NON-GAAP FINANCIAL MEASURES

Adjusted EBITDA is a supplemental non-GAAP financial measure that is used by management and external users of our financial statements, such as industry analysts, investors, lenders and rating agencies. The Company defines Adjusted EBITDA as net income (loss) plus non-cash loss on derivative instruments, interest expense, depreciation, depletion and amortization, impairment of oil and gas properties, non-cash equity-based compensation expense, capitalized equity-based compensation expense, asset retirement obligation accretion expense, loss on extinguishment of debt and income tax (benefit) provision. Adjusted EBITDA is not a measure of net income (loss) as determined by United States’ generally accepted accounting principles ("GAAP"). Management believes Adjusted EBITDA is useful because it allows it to more effectively evaluate the Company’s operating performance and compare the results of its operations from period to period without regard to its financing methods or capital structure. The Company adds the items listed above to net income (loss) in arriving at Adjusted EBITDA because these amounts can vary substantially from company to company within its industry depending upon accounting methods and book values of assets, capital structures and the method by which the assets were acquired. Adjusted EBITDA should not be considered as an alternative to, or more meaningful than, net income (loss) as determined in accordance with GAAP or as an indicator of the Company’s operating performance or liquidity. Certain items excluded from Adjusted EBITDA are significant components in understanding and assessing a company’s financial performance, such as a company’s cost of capital and tax structure, as well as the historic costs of depreciable assets, none of which are components of Adjusted EBITDA. Adjusted net income is a non-GAAP financial measure equal to net income (loss) attributable to Diamondback Energy, Inc. plus non-cash (gain) loss on derivative instruments, net, (gain) loss on the sale of assets, net, impairment of oil and gas properties, loss on extinguishment of debt and related income tax adjustments. The Company’s computations of Adjusted EBITDA and adjusted net income may not be comparable to other similarly titled measures of other companies or to such measure in our credit facility or any of our other contracts.

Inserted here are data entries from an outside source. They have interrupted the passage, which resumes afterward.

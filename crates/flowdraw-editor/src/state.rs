use flowdraw_layout::{
    Hit, Scene, ViewTransform, ZoomDirection, hit_test, layout_scene, snap_to_grid,
};
use flowdraw_model::{
    EdgeId, EdgeKind, EdgePatch, Graph, ImportError, NodeId, NodeKind, NodePatch, Point,
    Selection, ToolId, export_design, export_design_compact, import_design,
};
use tracing::debug;

use crate::align::{AlignEdge, Axis, align_nodes, distribute_nodes};
use crate::config::{EditorConfig, clamp_grid_size};
use crate::history::History;
use crate::input::HitTarget;

#[derive(Debug, Clone, PartialEq)]
pub(crate) enum Gesture {
    Idle,
    Drag {
        node: NodeId,
        origin: Point,
        moved: bool,
    },
    Pan {
        last: Point,
    },
}

#[derive(Debug, Clone, PartialEq, Eq)]
pub struct Connection {
    pub kind: EdgeKind,
    pub start: Option<NodeId>,
}

/// Everything one open design needs: the graph, what is selected, how it is
/// viewed, and the undo log.
///
/// Every graph mutation goes through a method here and is followed by exactly
/// one history capture. View changes and mode toggles are never captured.
#[derive(Debug, Clone)]
pub struct EditorState {
    graph: Graph,
    selection: Selection,
    multi_select: bool,
    connection: Option<Connection>,
    view: ViewTransform,
    config: EditorConfig,
    history: History,
    pub(crate) gesture: Gesture,
}

impl Default for EditorState {
    fn default() -> Self {
        Self::new(EditorConfig::default())
    }
}

impl EditorState {
    pub fn new(config: EditorConfig) -> Self {
        let config = config.sanitized();
        Self {
            graph: Graph::new(),
            selection: Selection::None,
            multi_select: false,
            connection: None,
            view: ViewTransform::default(),
            history: History::new(config.history_capacity),
            config,
            gesture: Gesture::Idle,
        }
    }

    pub fn graph(&self) -> &Graph {
        &self.graph
    }

    pub fn selection(&self) -> &Selection {
        &self.selection
    }

    pub fn view(&self) -> &ViewTransform {
        &self.view
    }

    pub fn config(&self) -> &EditorConfig {
        &self.config
    }

    pub fn history(&self) -> &History {
        &self.history
    }

    pub fn is_multi_select(&self) -> bool {
        self.multi_select
    }

    pub fn connection(&self) -> Option<&Connection> {
        self.connection.as_ref()
    }

    pub fn is_dragging(&self) -> bool {
        matches!(self.gesture, Gesture::Drag { .. })
    }

    pub fn is_panning(&self) -> bool {
        matches!(self.gesture, Gesture::Pan { .. })
    }

    pub(crate) fn commit(&mut self) -> bool {
        self.history.capture(&self.graph)
    }

    pub(crate) fn graph_mut(&mut self) -> &mut Graph {
        &mut self.graph
    }

    fn snap(&self, point: Point) -> Point {
        snap_to_grid(point, self.config.grid_size, self.config.snap_to_grid)
    }

    // Nodes

    pub fn add_node(&mut self, kind: NodeKind) -> NodeId {
        let world = self.view.screen_to_world(self.config.spawn_point);
        let id = self.add_node_at(kind, world);
        self.selection.select_node(id.clone());
        id
    }

    pub fn add_node_at(&mut self, kind: NodeKind, position: Point) -> NodeId {
        let position = self.snap(position);
        let id = self.graph.add_node(kind, position);
        self.commit();
        id
    }

    pub fn add_node_named(&mut self, tag: &str) -> Option<NodeId> {
        match tag.parse::<NodeKind>() {
            Ok(kind) => Some(self.add_node(kind)),
            Err(err) => {
                debug!(%err, "ignored add_node");
                None
            }
        }
    }

    pub fn delete_node(&mut self, id: &NodeId) -> bool {
        if !self.graph.delete_node(id) {
            return false;
        }
        self.selection.forget_node(id);
        if let Some(connection) = self.connection.as_mut()
            && connection.start.as_ref() == Some(id)
        {
            connection.start = None;
        }
        self.commit();
        true
    }

    pub fn update_node(&mut self, id: &NodeId, patch: NodePatch) -> bool {
        let changed = self.graph.update_node(id, patch);
        if changed {
            self.commit();
        }
        changed
    }

    pub fn move_node(&mut self, id: &NodeId, position: Point) -> bool {
        let changed = self.graph.move_node(id, position);
        if changed {
            self.commit();
        }
        changed
    }

    // Edges

    /// Connects two existing nodes. Self-loops are accepted here; only the
    /// interactive connect gesture consults the self-loop policy.
    pub fn add_edge(&mut self, source: &NodeId, target: &NodeId, kind: EdgeKind) -> Option<EdgeId> {
        let id = self.graph.add_edge(source, target, kind, true)?;
        self.commit();
        Some(id)
    }

    pub fn delete_edge(&mut self, id: &EdgeId) -> bool {
        if !self.graph.delete_edge(id) {
            return false;
        }
        self.selection.forget_edge(id);
        self.commit();
        true
    }

    pub fn update_edge(&mut self, id: &EdgeId, patch: EdgePatch) -> bool {
        let changed = self.graph.update_edge(id, patch);
        if changed {
            self.commit();
        }
        changed
    }

    // Tools

    pub fn add_tool(&mut self, name: &str) -> Option<ToolId> {
        let id = self.graph.add_tool(name)?;
        self.commit();
        Some(id)
    }

    pub fn delete_tool(&mut self, id: &ToolId) -> bool {
        let changed = self.graph.delete_tool(id);
        if changed {
            self.commit();
        }
        changed
    }

    pub fn toggle_tool_on_node(&mut self, node: &NodeId, tool: &ToolId) -> bool {
        let changed = self.graph.toggle_tool_on_node(node, tool);
        if changed {
            self.commit();
        }
        changed
    }

    // Selection

    pub fn select_node(&mut self, id: &NodeId) -> bool {
        if !self.graph.contains_node(id) {
            return false;
        }
        self.selection.select_node(id.clone());
        true
    }

    pub fn select_edge(&mut self, id: &EdgeId) -> bool {
        if self.graph.edge(id).is_none() {
            return false;
        }
        self.selection.select_edge(id.clone());
        true
    }

    pub fn select_all(&mut self) {
        let ids: Vec<NodeId> = self.graph.node_ids().cloned().collect();
        self.selection.select_nodes(ids);
    }

    pub fn clear_selection(&mut self) {
        self.selection.clear();
    }

    pub fn toggle_membership(&mut self, id: &NodeId) -> bool {
        if !self.graph.contains_node(id) {
            return false;
        }
        self.selection.toggle_membership(id.clone());
        true
    }

    pub fn toggle_multi_select_mode(&mut self) -> bool {
        self.set_multi_select_mode(!self.multi_select);
        self.multi_select
    }

    pub fn set_multi_select_mode(&mut self, enabled: bool) {
        self.multi_select = enabled;
        self.selection.clear();
    }

    pub fn delete_selected(&mut self) -> usize {
        match std::mem::take(&mut self.selection) {
            Selection::Nodes(members) => {
                let removed = self.graph.delete_nodes(&members);
                if removed > 0 {
                    self.commit();
                }
                removed
            }
            Selection::Node(id) => usize::from(self.delete_node(&id)),
            Selection::Edge(id) => usize::from(self.delete_edge(&id)),
            Selection::None => 0,
        }
    }

    pub fn duplicate_selected(&mut self) -> Vec<NodeId> {
        let Selection::Nodes(members) = &self.selection else {
            return Vec::new();
        };
        let copies = self.graph.duplicate_nodes(members);
        if copies.is_empty() {
            return copies;
        }
        self.selection.select_nodes(copies.iter().cloned());
        self.commit();
        copies
    }

    pub fn align(&mut self, edge: AlignEdge) -> bool {
        let members = self.selection.members();
        let changed = align_nodes(&mut self.graph, &members, edge);
        if changed {
            self.commit();
        }
        changed
    }

    pub fn distribute(&mut self, axis: Axis) -> bool {
        let members = self.selection.members();
        let changed = distribute_nodes(&mut self.graph, &members, axis);
        if changed {
            self.commit();
        }
        changed
    }

    // History

    pub fn can_undo(&self) -> bool {
        self.history.can_undo()
    }

    pub fn can_redo(&self) -> bool {
        self.history.can_redo()
    }

    pub fn undo(&mut self) -> bool {
        match self.history.undo() {
            Some(snapshot) => {
                self.restore(snapshot);
                true
            }
            None => false,
        }
    }

    pub fn redo(&mut self) -> bool {
        match self.history.redo() {
            Some(snapshot) => {
                self.restore(snapshot);
                true
            }
            None => false,
        }
    }

    fn restore(&mut self, snapshot: Graph) {
        self.graph = snapshot;
        self.selection.clear();
        self.gesture = Gesture::Idle;
        if let Some(connection) = self.connection.as_mut() {
            connection.start = None;
        }
        // Consumes the suppression set by undo/redo.
        self.commit();
    }

    // Serialization

    pub fn import_json(&mut self, text: &str) -> Result<(), ImportError> {
        let graph = import_design(text)?;
        self.replace_graph(graph);
        Ok(())
    }

    pub fn replace_graph(&mut self, graph: Graph) {
        self.graph = graph;
        self.selection.clear();
        self.connection = None;
        self.gesture = Gesture::Idle;
        self.commit();
    }

    pub fn export_json(&self) -> Result<String, serde_json::Error> {
        export_design(&self.graph)
    }

    pub fn export_json_compact(&self) -> Result<String, serde_json::Error> {
        export_design_compact(&self.graph)
    }

    // Connection mode

    pub fn start_connection(&mut self, kind: EdgeKind) {
        self.connection = Some(Connection { kind, start: None });
    }

    pub fn cancel_connection(&mut self) {
        self.connection = None;
    }

    pub(crate) fn connect_through(&mut self, node: &NodeId) -> bool {
        let Some(connection) = self.connection.as_mut() else {
            return false;
        };
        let Some(start) = connection.start.clone() else {
            connection.start = Some(node.clone());
            return true;
        };
        let kind = connection.kind;
        let allow_self_loop = self.config.allow_self_loop_connections;
        match self.graph.add_edge(&start, node, kind, allow_self_loop) {
            Some(edge) => {
                self.selection.select_edge(edge);
                self.connection = None;
                self.commit();
                true
            }
            None => false,
        }
    }

    // Gestures

    pub(crate) fn begin_drag(&mut self, node: &NodeId) -> bool {
        let Some(origin) = self.graph.node(node).map(|n| n.position()) else {
            return false;
        };
        self.selection.select_node(node.clone());
        self.gesture = Gesture::Drag {
            node: node.clone(),
            origin,
            moved: false,
        };
        true
    }

    pub(crate) fn begin_pan(&mut self, screen: Point) {
        self.gesture = Gesture::Pan { last: screen };
    }

    pub(crate) fn continue_gesture(&mut self, screen: Point) -> bool {
        match &mut self.gesture {
            Gesture::Idle => false,
            Gesture::Pan { last } => {
                let (dx, dy) = (screen.x - last.x, screen.y - last.y);
                *last = screen;
                self.view.pan_by(dx, dy);
                dx != 0.0 || dy != 0.0
            }
            Gesture::Drag { node, moved, .. } => {
                let world = self.view.screen_to_world(screen);
                let Some(current) = self.graph.node(node) else {
                    return false;
                };
                let target = snap_to_grid(
                    world.offset(-current.width / 2.0, -current.height / 2.0),
                    self.config.grid_size,
                    self.config.snap_to_grid,
                );
                if current.position() == target {
                    return false;
                }
                self.graph.move_node(node, target);
                *moved = true;
                true
            }
        }
    }

    pub(crate) fn finish_gesture(&mut self) -> bool {
        match std::mem::replace(&mut self.gesture, Gesture::Idle) {
            Gesture::Drag { node, moved: true, .. } => {
                debug!(%node, "finished drag");
                self.commit();
                true
            }
            _ => false,
        }
    }

    pub(crate) fn cancel_gesture(&mut self) -> bool {
        match std::mem::replace(&mut self.gesture, Gesture::Idle) {
            Gesture::Drag {
                node,
                origin,
                moved: true,
            } => self.graph.move_node(&node, origin),
            _ => false,
        }
    }

    pub fn clear_single_selection(&mut self) {
        if matches!(self.selection, Selection::Node(_) | Selection::Edge(_)) {
            self.selection.clear();
        }
    }

    pub fn cancel_modes(&mut self) {
        self.connection = None;
        self.multi_select = false;
        if matches!(self.selection, Selection::Nodes(_)) {
            self.selection.clear();
        }
    }

    // View

    pub fn zoom_at(&mut self, cursor: Point, direction: ZoomDirection) {
        self.view.zoom_at(cursor, direction);
    }

    pub fn zoom_in(&mut self) {
        self.zoom_at(Point::ORIGIN, ZoomDirection::In);
    }

    pub fn zoom_out(&mut self) {
        self.zoom_at(Point::ORIGIN, ZoomDirection::Out);
    }

    pub fn reset_view(&mut self) {
        self.view.reset();
    }

    pub fn pan_by(&mut self, dx: f64, dy: f64) {
        self.view.pan_by(dx, dy);
    }

    pub fn screen_to_world(&self, screen: Point) -> Point {
        self.view.screen_to_world(screen)
    }

    pub fn set_grid_size(&mut self, size: f64) {
        self.config.grid_size = clamp_grid_size(size);
    }

    pub fn set_snap_to_grid(&mut self, enabled: bool) {
        self.config.snap_to_grid = enabled;
    }

    // Rendering

    pub fn scene(&self) -> Scene {
        layout_scene(&self.graph, &self.selection)
    }

    pub fn hit_test(&self, screen: Point) -> HitTarget {
        match hit_test(&self.scene(), self.view.screen_to_world(screen)) {
            Some(Hit::Node(id)) => HitTarget::Node(id),
            Some(Hit::Edge(id)) => HitTarget::Edge(id),
            None => HitTarget::Canvas,
        }
    }
}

The following tables present a reconciliation of the non-GAAP financial measure of Adjusted EBITDA to the GAAP financial measure of net income.

Diamondback Energy, Inc.
Reconciliation of Adjusted EBITDA to Net Income
(unaudited, in thousands)
          
   Three Months Ended
December 31,
 Twelve Months Ended
December 31,
   2016 2015 2016 2015
Net income (loss)  $28,440  $(186,835) $(164,908) $(547,790)
Non-cash loss on derivative instruments  13,664  35,386  26,522  112,918 
Interest expense  10,418  10,106  40,684  41,510 
Depreciation, depletion and amortization  51,329  48,549  178,015  217,697 
Impairment of oil and natural gas properties    217,610  245,536  814,798 
Non-cash equity-based compensation expense  7,364  5,788  33,532  24,572 
Capitalized equity-based compensation expense  (1,554) (918) (7,079) (6,043)
Asset retirement obligation accretion expense  294  245  1,064  833 
Loss on extinguishment of debt  33,134    33,134   
Income tax (benefit) provision  (176) (6,487) 192  (201,310)
Consolidated Adjusted EBITDA  $142,913  $123,444  $386,692  $457,185 
EBITDA attributable to noncontrolling interest  (4,605) (2,154) 843  (7,940)
Adjusted EBITDA attributable to Diamondback Energy, Inc.  $138,308  $121,290  $387,535  $449,245 

Adjusted net income is a performance measure used by management to evaluate performance, prior to non-cash losses on derivative instruments, (gain) on sale of assets, net, impairment of oil and gas properties and related income tax adjustments.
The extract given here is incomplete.